Enfin, notre établissement, comme de très nombreux autres à l’échelle du pays, n’est pas aux normes sécuritaires ou sanitaires. Le collège Stéphane Mallarmé ne répond pas aux besoins des équipes et des élèves, tant sur le plan pédagogique que matériel : pas de préau, salle de réunion et salle informatique réquisitionnées comme salle de cours, en cas de protocole sanitaire renforcé le collège n’est pas en capacité de fournir une salle par classe, deux salles de sciences pour 4 enseignants, pas de sas de sécurité à la loge. Une étude réalisée en 2016 par le CD13 dénonçait pourtant déjà une « mauvaise organisation des locaux » et des « problèmes fonctionnels remontant pour certains à l’origine de l’établissement », construit en 1959. Vieux d’il y a six ans, ce rapport, signé par Mme Vassal, souligne la vétusté des locaux et préconise « des travaux divers de restructuration, de constructions et de remise aux normes ». Pourtant, à notre connaissance, aucune suite n’a été donnée au projet, et ce en dépit de la récente demande d’audience faite à ce sujet par les personnels enseignants du collège lors du C.A. du 9 décembre 2021. De plus, comme évoqué plus haut, cette année un dispositif ULIS accueillant des élèves en situation de handicap, a ouvert au sein de notre établissement bien qu’une non « conformité à l’accessibilité des personnes à mobilité réduite » ait été relevée dans le rapport de 2016, rendant de ce fait impossible l’accueil d’élèves qui présenteraient des troubles moteurs.

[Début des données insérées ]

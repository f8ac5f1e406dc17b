//! Test helpers and utilities for integration tests

use chatgate::pipeline::{
    GateSet, GateSetBuilder, PipelineContext, PipelineOrchestrator, PipelineResult,
    PipelineSettings,
};
use chatgate::testing::mocks::{Journal, ScriptedGate};
use std::sync::Arc;

/// Context for a fresh request from a test user
#[allow(dead_code)]
pub fn test_context() -> PipelineContext {
    PipelineContext::new("test-user", "test-conversation")
}

/// A journaled gate that lets the request through
#[allow(dead_code)]
pub fn journaled(id: &str, journal: &Journal) -> Arc<ScriptedGate> {
    Arc::new(ScriptedGate::passing(id).with_journal(journal.clone()))
}

/// Builder pre-loaded with a generation gate producing `draft`
#[allow(dead_code)]
pub fn with_generation(draft: &str) -> GateSetBuilder {
    GateSet::builder().generation(Arc::new(ScriptedGate::drafts("generation", [draft])))
}

/// Run `gates` once with default settings
#[allow(dead_code)]
pub async fn run(gates: GateSet, message: &str) -> PipelineResult {
    run_with(gates, PipelineSettings::default(), message).await
}

#[allow(dead_code)]
pub async fn run_with(
    gates: GateSet,
    settings: PipelineSettings,
    message: &str,
) -> PipelineResult {
    PipelineOrchestrator::new(gates, settings)
        .run(message, &test_context())
        .await
}

/// Minimal valid TOML configuration
#[allow(dead_code)]
pub const MINIMAL_CONFIG: &str = r#"
[assistant]
id = "test-assistant"

[llm]
provider = "anthropic"
model = "claude-sonnet-4-20250514"
api_key_env = "ANTHROPIC_API_KEY"
system_prompt = "You are a helpful assistant."
"#;

/// Configuration exercising every reference gate
#[allow(dead_code)]
pub const REFERENCE_CONFIG: &str = r#"
[assistant]
id = "reference-assistant"

[llm]
provider = "anthropic"
model = "claude-sonnet-4-20250514"
api_key_env = "ANTHROPIC_API_KEY"
system_prompt = "You are a helpful assistant."

[pipeline]
max_regenerations = 2

[policy]
max_message_chars = 200
blocked_patterns = ["(?i)build a bomb"]

[intent]
default_route = "chat"

[[intent.rules]]
name = "cancel_order"
pattern = "(?i)cancel .*order"
confirm = true
summary = "Cancel your most recent order?"

[[intent.rules]]
name = "weather"
pattern = "(?i)weather"
tool = "weather_feed"
parameters = { q = "{message}", units = "metric" }

[tools]
weather_feed = "builtin"

[validation]
max_response_chars = 120

[[validation.rules]]
id = "no_urls"
pattern = "https?://"
guidance = "Do not include links."

[memory]
history_window = 10
"#;

/// A chat service over the reference gates with mocked collaborators
#[allow(dead_code)]
pub struct ReferenceAssistant {
    pub service: chatgate::server::ChatService,
    pub llm: Arc<chatgate::testing::mocks::MockLlmProvider>,
    pub store: Arc<chatgate::store::InMemoryConversationStore>,
    pub ledger: Arc<chatgate::store::AckLedger>,
    pub weather_calls: Arc<std::sync::Mutex<Vec<serde_json::Value>>>,
}

#[allow(dead_code)]
pub fn reference_assistant(replies: &[&str]) -> ReferenceAssistant {
    reference_assistant_with(
        replies,
        chatgate::testing::mocks::StaticTool::returning(
            "weather_feed",
            serde_json::json!({ "temp_c": 21, "sky": "clear" }),
        ),
    )
}

#[allow(dead_code)]
pub fn reference_assistant_with(
    replies: &[&str],
    weather: chatgate::testing::mocks::StaticTool,
) -> ReferenceAssistant {
    use chatgate::config::AssistantConfig;
    use chatgate::gates::{assemble_gate_set, GateDependencies};
    use chatgate::server::ChatService;
    use chatgate::store::{AckLedger, InMemoryConversationStore};
    use chatgate::testing::mocks::MockLlmProvider;
    use chatgate::tools::ToolSystem;
    use std::time::Duration;

    let config = AssistantConfig::from_toml_str(REFERENCE_CONFIG).unwrap();
    let llm = Arc::new(MockLlmProvider::new(
        replies.iter().map(|reply| reply.to_string()).collect(),
    ));
    let weather_calls = weather.calls();
    let mut tools = ToolSystem::new();
    tools.register("weather_feed", Box::new(weather));
    let store = Arc::new(InMemoryConversationStore::new(config.memory.max_turns));
    let ledger = Arc::new(AckLedger::new(Duration::from_secs(config.intent.ack_ttl_secs)));

    let gates = assemble_gate_set(
        &config,
        GateDependencies {
            llm: llm.clone(),
            tools: Arc::new(tools),
            store: store.clone(),
            ledger: ledger.clone(),
        },
    )
    .unwrap();
    let orchestrator = Arc::new(PipelineOrchestrator::new(
        gates,
        PipelineSettings::from(&config.pipeline),
    ));
    let service = ChatService::new(orchestrator, store.clone(), ledger.clone())
        .with_history_window(config.memory.history_window);

    ReferenceAssistant {
        service,
        llm,
        store,
        ledger,
        weather_calls,
    }
}
//! Draft validation
//!
//! Checks the current draft against configured content rules and the length
//! cap. Violations send the draft back for regeneration with guidance.

use crate::config::{compile_pattern, ConfigError, ValidationSection};
use crate::pipeline::{Gate, GateError, GateOutput, GateResult, PipelineContext, PipelineState};
use async_trait::async_trait;
use regex::Regex;
use serde_json::json;
use tracing::debug;

struct ValidationRule {
    id: String,
    pattern: Regex,
    guidance: String,
}

pub struct ValidationGate {
    rules: Vec<ValidationRule>,
    max_response_chars: Option<usize>,
}

impl ValidationGate {
    pub const ID: &'static str = "validation";

    pub fn new(section: &ValidationSection) -> Result<Self, ConfigError> {
        let rules = section
            .rules
            .iter()
            .map(|rule| {
                Ok(ValidationRule {
                    id: rule.id.clone(),
                    pattern: compile_pattern(&format!("validation rule '{}'", rule.id), &rule.pattern)?,
                    guidance: rule.guidance.clone(),
                })
            })
            .collect::<Result<Vec<_>, ConfigError>>()?;

        Ok(Self {
            rules,
            max_response_chars: section.max_response_chars,
        })
    }

    /// Violated rule ids paired with their guidance, in rule order
    fn violations(&self, draft: &str) -> Vec<(String, String)> {
        let mut violations: Vec<(String, String)> = self
            .rules
            .iter()
            .filter(|rule| rule.pattern.is_match(draft))
            .map(|rule| (rule.id.clone(), rule.guidance.clone()))
            .collect();

        if let Some(max) = self.max_response_chars {
            if draft.chars().count() > max {
                violations.push((
                    "max_response_chars".to_string(),
                    format!("Keep the reply under {max} characters."),
                ));
            }
        }

        violations
    }
}

#[async_trait]
impl Gate for ValidationGate {
    fn id(&self) -> &str {
        Self::ID
    }

    async fn evaluate(
        &self,
        state: &PipelineState,
        _ctx: &PipelineContext,
    ) -> Result<GateResult, GateError> {
        let draft = state
            .generation()
            .ok_or_else(|| GateError::invalid_input("no draft to validate"))?
            .trim();

        let violations = self.violations(draft);
        if violations.is_empty() {
            return Ok(GateResult::pass(Self::ID, GateOutput::text(draft)));
        }

        let ids: Vec<&str> = violations.iter().map(|(id, _)| id.as_str()).collect();
        debug!(rules = ?ids, "Draft failed validation");
        let guidance = violations
            .iter()
            .map(|(_, guidance)| guidance.as_str())
            .collect::<Vec<_>>()
            .join("\n");

        let result = GateResult::regenerate(
            Self::ID,
            format!("draft violated: {}", ids.join(", ")),
            Some(guidance),
        );
        Ok(result.map_output(|output| output.with_data(json!({ "violations": ids }))))
    }
}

Vous venez dans notre collège pour mettre en avant des projets qui sont voués à disparaître si vous persistez à faire des économies. Avec votre politique du chiffre, c’est tout le système éducatif que vous fragilisez au détriment de l’apprentissage et du bien-être de nos élèves ainsi que de tous les personnels de l’Education Nationale.

En conclusion, Monsieur le Ministre, vous comprendrez que nous ne puissions vous accueillir autrement que par un mouvement de protestation.